Mick hadn’t chosen any of the acceptable young men who had jobs. She was going to marry Bob, the only one of her suitors who didn’t have work – Bob, who could give her back just as much fight as she gave him. At first he had met with opposition from my family. He got around Mum with his good manners and respect for the elderly, two points by which Mum judged character. Dad was harder to get around; he had seen the effects of the Depression on men of good character.
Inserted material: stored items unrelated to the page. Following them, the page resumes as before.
//! Google Gemini embedding provider

use async_trait::async_trait;
use serde::Deserialize;

use super::HttpClientTrait;
use crate::domain::embedding::{
    Embedding, EmbeddingProvider, EmbeddingRequest, EmbeddingResponse, EmbeddingTask,
    EmbeddingUsage,
};
use crate::domain::{DomainError, ProviderFailure};
use crate::infrastructure::llm::DEFAULT_GEMINI_BASE_URL;

pub const DEFAULT_GEMINI_EMBEDDING_MODEL: &str = "text-embedding-004";

/// Gemini `batchEmbedContents` provider.
///
/// Every request goes through the batch endpoint, with the retrieval task
/// hint mapped onto `taskType`.
#[derive(Debug)]
pub struct GeminiEmbeddingProvider<C: HttpClientTrait> {
    client: C,
    api_key: String,
    base_url: String,
}

impl<C: HttpClientTrait> GeminiEmbeddingProvider<C> {
    pub fn new(client: C, api_key: impl Into<String>) -> Self {
        Self::with_base_url(client, api_key, DEFAULT_GEMINI_BASE_URL)
    }

    pub fn with_base_url(
        client: C,
        api_key: impl Into<String>,
        base_url: impl Into<String>,
    ) -> Self {
        Self {
            client,
            api_key: api_key.into(),
            base_url: base_url.into().trim_end_matches('/').to_string(),
        }
    }

    fn batch_url(&self, model: &str) -> String {
        format!(
            "{}/v1beta/models/{}:batchEmbedContents",
            self.base_url,
            bare_model_name(model)
        )
    }

    fn headers(&self) -> Vec<(&str, &str)> {
        vec![
            ("x-goog-api-key", self.api_key.as_str()),
            ("Content-Type", "application/json"),
        ]
    }

    fn build_request(&self, request: &EmbeddingRequest) -> serde_json::Value {
        let model = format!("models/{}", bare_model_name(request.model()));

        let requests: Vec<serde_json::Value> = request
            .inputs()
            .into_iter()
            .map(|text| {
                let mut entry = serde_json::json!({
                    "model": model,
                    "content": { "parts": [{ "text": text }] },
                });

                if let Some(task) = request.task() {
                    entry["taskType"] = serde_json::json!(task_type(task));
                }

                if let Some(dims) = request.dimensions() {
                    entry["outputDimensionality"] = serde_json::json!(dims);
                }

                entry
            })
            .collect();

        serde_json::json!({ "requests": requests })
    }

    fn parse_response(
        &self,
        model: &str,
        json: serde_json::Value,
    ) -> Result<EmbeddingResponse, DomainError> {
        let response: GeminiBatchResponse = serde_json::from_value(json).map_err(|e| {
            DomainError::provider_failure(
                "gemini",
                ProviderFailure::InvalidResponse,
                format!("Failed to parse embedding response: {}", e),
            )
        })?;

        // the batch endpoint returns vectors in request order without indices
        let embeddings = response
            .embeddings
            .into_iter()
            .enumerate()
            .map(|(index, e)| Embedding::new(index, e.values))
            .collect();

        Ok(EmbeddingResponse::new(
            model.to_string(),
            embeddings,
            EmbeddingUsage::default(),
        ))
    }
}

#[async_trait]
impl<C: HttpClientTrait> EmbeddingProvider for GeminiEmbeddingProvider<C> {
    async fn embed(&self, request: EmbeddingRequest) -> Result<EmbeddingResponse, DomainError> {
        let url = self.batch_url(request.model());
        let body = self.build_request(&request);

        let response = self.client.post_json(&url, self.headers(), &body).await?;

        self.parse_response(request.model(), response)
    }

    fn provider_name(&self) -> &'static str {
        "gemini"
    }

    fn default_model(&self) -> &'static str {
        DEFAULT_GEMINI_EMBEDDING_MODEL
    }
}

fn bare_model_name(model: &str) -> &str {
    model.strip_prefix("models/").unwrap_or(model)
}

fn task_type(task: EmbeddingTask) -> &'static str {
    match task {
        EmbeddingTask::RetrievalDocument => "RETRIEVAL_DOCUMENT",
        EmbeddingTask::RetrievalQuery => "RETRIEVAL_QUERY",
    }
}

#[derive(Debug, Deserialize)]
struct GeminiBatchResponse {
    #[serde(default)]
    embeddings: Vec<GeminiEmbedding>,
}

#[derive(Debug, Deserialize)]
struct GeminiEmbedding {
    values: Vec<f32>,
}

#[cfg(test)]
mod tests {
    use super::*;
    use crate::infrastructure::llm::MockHttpClient;
    use serde_json::json;

    const TEST_URL: &str =
        "https://generativelanguage.googleapis.com/v1beta/models/text-embedding-004:batchEmbedContents";

    #[tokio::test]
    async fn test_batch_embed() {
        let client = MockHttpClient::new().with_response(
            TEST_URL,
            json!({ "embeddings": [{ "values": [0.1, 0.2] }, { "values": [0.3, 0.4] }] }),
        );
        let provider = GeminiEmbeddingProvider::new(client, "g-key");

        let request = EmbeddingRequest::batch("text-embedding-004", vec!["a".into(), "b".into()])
            .with_task(EmbeddingTask::RetrievalDocument);
        let response = provider.embed(request).await.unwrap();

        let vectors = response.into_ordered_vectors(2).unwrap();
        assert_eq!(vectors[1], vec![0.3, 0.4]);

        let sent = provider.client.last_request().unwrap();
        assert_eq!(sent.header("x-goog-api-key"), Some("g-key"));
        assert_eq!(sent.body["requests"][0]["model"], "models/text-embedding-004");
        assert_eq!(sent.body["requests"][1]["content"]["parts"][0]["text"], "b");
        assert_eq!(sent.body["requests"][0]["taskType"], "RETRIEVAL_DOCUMENT");
    }

    #[tokio::test]
    async fn test_query_task_and_prefixed_model() {
        let client = MockHttpClient::new()
            .with_response(TEST_URL, json!({ "embeddings": [{ "values": [1.0] }] }));
        let provider = GeminiEmbeddingProvider::new(client, "g-key");

        let request = EmbeddingRequest::single("models/text-embedding-004", "question")
            .with_task(EmbeddingTask::RetrievalQuery);
        provider.embed(request).await.unwrap();

        let sent = provider.client.last_request().unwrap();
        assert_eq!(sent.url, TEST_URL);
        assert_eq!(sent.body["requests"][0]["taskType"], "RETRIEVAL_QUERY");
        assert_eq!(sent.body["requests"][0]["model"], "models/text-embedding-004");
    }

    #[tokio::test]
    async fn test_short_response_fails_ordering() {
        let client = MockHttpClient::new()
            .with_response(TEST_URL, json!({ "embeddings": [{ "values": [1.0] }] }));
        let provider = GeminiEmbeddingProvider::new(client, "g-key");

        let request =
            EmbeddingRequest::batch("text-embedding-004", vec!["a".into(), "b".into()]);
        let response = provider.embed(request).await.unwrap();

        assert!(response.into_ordered_vectors(2).is_err());
    }

    #[tokio::test]
    async fn test_malformed_response_is_invalid_response() {
        let client = MockHttpClient::new()
            .with_response(TEST_URL, json!({ "embeddings": [{ "vector": [1.0] }] }));
        let provider = GeminiEmbeddingProvider::new(client, "g-key");

        let err = provider
            .embed(EmbeddingRequest::single("text-embedding-004", "x"))
            .await
            .unwrap_err();

        assert!(matches!(
            err,
            DomainError::Provider {
                kind: ProviderFailure::InvalidResponse,
                ..
            }
        ));
    }
}
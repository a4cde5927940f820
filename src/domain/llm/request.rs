use serde::{Deserialize, Serialize};

use super::Message;

/// Parameters for LLM generation
#[derive(Debug, Clone, Serialize, Deserialize)]
pub struct LlmRequest {
    pub messages: Vec<Message>,
    #[serde(skip_serializing_if = "Option::is_none")]
    pub temperature: Option<f32>,
    #[serde(skip_serializing_if = "Option::is_none")]
    pub max_tokens: Option<u32>,
}

impl LlmRequest {
    pub fn new(messages: Vec<Message>) -> Self {
        Self {
            messages,
            temperature: None,
            max_tokens: None,
        }
    }

    pub fn builder() -> LlmRequestBuilder {
        LlmRequestBuilder::new()
    }

    /// Concatenated content of all system messages
    pub fn system_text(&self) -> Option<String> {
        let parts: Vec<&str> = self
            .messages
            .iter()
            .filter(|m| m.role == super::MessageRole::System)
            .map(|m| m.content_text())
            .collect();

        if parts.is_empty() {
            None
        } else {
            Some(parts.join("\n\n"))
        }
    }
}

/// Builder for LlmRequest
#[derive(Debug, Default)]
pub struct LlmRequestBuilder {
    messages: Vec<Message>,
    temperature: Option<f32>,
    max_tokens: Option<u32>,
}

impl LlmRequestBuilder {
    pub fn new() -> Self {
        Self::default()
    }

    pub fn message(mut self, message: Message) -> Self {
        self.messages.push(message);
        self
    }

    pub fn system(self, content: impl Into<String>) -> Self {
        self.message(Message::system(content))
    }

    pub fn user(self, content: impl Into<String>) -> Self {
        self.message(Message::user(content))
    }

    pub fn temperature(mut self, temp: f32) -> Self {
        self.temperature = Some(temp);
        self
    }

    pub fn max_tokens(mut self, tokens: u32) -> Self {
        self.max_tokens = Some(tokens);
        self
    }

    pub fn build(self) -> LlmRequest {
        LlmRequest {
            messages: self.messages,
            temperature: self.temperature,
            max_tokens: self.max_tokens,
        }
    }
}
//! Request and response bodies for the document QA endpoints

use serde::{Deserialize, Serialize};

use crate::domain::knowledge_base::DocumentInfo;

/// Body of `POST /chat/`
#[derive(Debug, Clone, Deserialize)]
pub struct ChatRequest {
    pub query: String,
}

/// Body returned by a successful upload
#[derive(Debug, Clone, Serialize)]
pub struct UploadResponse {
    pub message: String,
    pub document: DocumentInfo,
}

impl UploadResponse {
    pub fn new(document: DocumentInfo) -> Self {
        Self {
            message: format!(
                "Document '{}' processed successfully. You can now ask questions about it.",
                document.name
            ),
            document,
        }
    }
}

#[derive(Debug, Clone, Serialize)]
pub struct MessageResponse {
    pub message: String,
}

impl MessageResponse {
    pub fn new(message: impl Into<String>) -> Self {
        Self {
            message: message.into(),
        }
    }
}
‘No man on the dole is immune to its rot,’ he said. ‘It destroys them all, the good and the bad.’
Mum once said, ‘When it’s all over and there are jobs for everyone then no one will be any the worse off for having been on the dole.’
‘No man,’ Dad said, ‘who has ever been on the dole will ever again be the man he once was.’
‘There’s not enough work to keep a man alive,’ Dad told Bob when he spoke for Mick. ‘How do you expect to keep a wife as well?’
Bob quickly answered that on all jobs preference was given to married men.
‘Have you got anything in kitty?’
‘Nothing,’ said Bob. ‘But give me the green light and I’ll change that.’
He had always got odd jobs because he was willing and strong. A day here, a day there, doing anything and everything, but the money he made would never add up to much. Shortly after this conversation with Dad, Bob had two days’ work offered him on a saw bench in the railway yard near us cutting up condemned red-gum sleepers for firewood. From our end of the yard we could hear the big circular saw screaming all day. On the second day, just before knock-off time, the screaming stopped suddenly and in its place came a great booming like the tolling of a resonant bell. We ran outside and there was the sawmiller striking hell out of the big saw with an iron bolt to attract attention. Sitting in the sawdust at his feet was Bob, his hand held high in the air and blood streaming down his arm. His little finger was gone except for a few pieces of skin holding it to his hand, and they cut those off and drove him to Numurkah to the doctor.